RocksDB vs Cassandra - mysql

Both MyRocks (MySql) and Cassandra uses LSM architecture to store their data. So I have populated around 5 million rows in MySql with MyRocks as storage engine and also in Cassandra. In Cassandra it takes only 1.7 GB of disk space while in MySql with MyRocks as storage engine, it takes 19 GB.
Am I missing something? Both use the same LSM mechanism. But why do they differ in data size?
Update:
I guess it has something to do with the text column.

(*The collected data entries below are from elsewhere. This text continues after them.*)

#[cfg(feature = "cli")]
use std::sync::{Arc, Mutex};
#[cfg(feature = "cli")]
use std::time::{Duration, Instant};
#[cfg(feature = "cli")]
use sysinfo::{Pid, ProcessesToUpdate, System};

#[cfg(feature = "cli")]
#[derive(Debug, Clone)]
pub struct SystemStats {
    pub cpu_usage: f32,
    pub memory_usage_mb: u64,
    pub memory_usage_percent: f32,
    pub peak_memory_mb: u64,
    pub elapsed_time: Duration,
}

/// 監控壓縮過程中的 CPU 與記憶體用量，解碼大圖時記憶體峰值特別有參考價值
#[cfg(feature = "cli")]
pub struct SystemMonitor {
    system: Arc<Mutex<System>>,
    pid: Option<Pid>,
    start_time: Instant,
    peak_memory: Arc<Mutex<u64>>,
    enabled: bool,
}

#[cfg(feature = "cli")]
impl SystemMonitor {
    pub fn new(enabled: bool) -> Self {
        let mut system = System::new();
        let pid = sysinfo::get_current_pid().ok();

        if enabled {
            system.refresh_memory();
            if let Some(pid) = pid {
                system.refresh_processes(ProcessesToUpdate::Some(&[pid]), true);
            }
        }

        Self {
            system: Arc::new(Mutex::new(system)),
            pid,
            start_time: Instant::now(),
            peak_memory: Arc::new(Mutex::new(0)),
            enabled,
        }
    }

    pub fn get_stats(&self) -> Option<SystemStats> {
        if !self.enabled {
            return None;
        }
        let pid = self.pid?;

        let mut system = self.system.lock().ok()?;
        system.refresh_memory();
        system.refresh_processes(ProcessesToUpdate::Some(&[pid]), true);

        let process = system.process(pid)?;
        let memory_mb = process.memory() / 1024 / 1024;
        let total_memory = system.total_memory() / 1024 / 1024;
        let memory_percent = if total_memory > 0 {
            (memory_mb as f32 / total_memory as f32) * 100.0
        } else {
            0.0
        };

        let mut peak = self.peak_memory.lock().ok()?;
        if memory_mb > *peak {
            *peak = memory_mb;
        }
        let peak_memory = *peak;

        Some(SystemStats {
            cpu_usage: process.cpu_usage(),
            memory_usage_mb: memory_mb,
            memory_usage_percent: memory_percent,
            peak_memory_mb: peak_memory,
            elapsed_time: self.start_time.elapsed(),
        })
    }

    pub fn log_stats(&self, phase: &str) {
        if let Some(stats) = self.get_stats() {
            tracing::info!(
                "📊 {} - CPU: {:.1}%, Memory: {}MB ({:.1}%), Peak: {}MB, Time: {:?}",
                phase,
                stats.cpu_usage,
                stats.memory_usage_mb,
                stats.memory_usage_percent,
                stats.peak_memory_mb,
                stats.elapsed_time
            );
        }
    }

    pub fn log_final_stats(&self, files_processed: usize) {
        if let Some(stats) = self.get_stats() {
            let secs = stats.elapsed_time.as_secs_f64();
            let throughput = if secs > 0.0 {
                files_processed as f64 / secs
            } else {
                0.0
            };
            tracing::info!(
                "📊 Final Stats - Total Time: {:?}, Peak Memory: {}MB, Throughput: {:.2} files/s",
                stats.elapsed_time,
                stats.peak_memory_mb,
                throughput
            );
        }
    }

    pub fn is_enabled(&self) -> bool {
        self.enabled
    }
}

#[cfg(feature = "cli")]
impl Default for SystemMonitor {
    fn default() -> Self {
        Self::new(false)
    }
}

// 為非CLI環境提供空實現
#[cfg(not(feature = "cli"))]
#[derive(Default)]
pub struct SystemMonitor;

#[cfg(not(feature = "cli"))]
impl SystemMonitor {
    pub fn new(_enabled: bool) -> Self {
        Self
    }

    pub fn log_stats(&self, _phase: &str) {}

    pub fn log_final_stats(&self, _files_processed: usize) {}

    pub fn is_enabled(&self) -> bool {
        false
    }
}

#[cfg(all(test, feature = "cli"))]
mod tests {
    use super::*;

    #[test]
    fn test_disabled_monitor_reports_nothing() {
        let monitor = SystemMonitor::new(false);
        assert!(!monitor.is_enabled());
        assert!(monitor.get_stats().is_none());
    }

    #[test]
    fn test_enabled_monitor_tracks_elapsed_time() {
        let monitor = SystemMonitor::new(true);
        if let Some(stats) = monitor.get_stats() {
            assert!(stats.peak_memory_mb >= stats.memory_usage_mb);
        }
    }
}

My Table Structure is (bigint,bigint,varchar,text).
Rows populated: 300 000
In MyRocks the data size 185MB
In Cassandra - 13 MB.
But if I remove the text column then:
MyRocks - 21.6 MB
Cassandra - 11 MB
Any idea about this behaviour?

Well the reason for the above behaviour is due to the rocksdb_block_size set to 4kb. Due to smaller data blocks the compressor finds lesser amount of data to compress. Setting it to 16kb solved the issue. Now I get the similar data size as of cassandra.

Not 100% on MyRocks. But Cassandra is LSM and also Key value store. Which means if your column is 'null' it won't be stored on disk. Traditionally RDBMS will still consume some space (varchars, null characters pointers etc) so this may account for your lost space.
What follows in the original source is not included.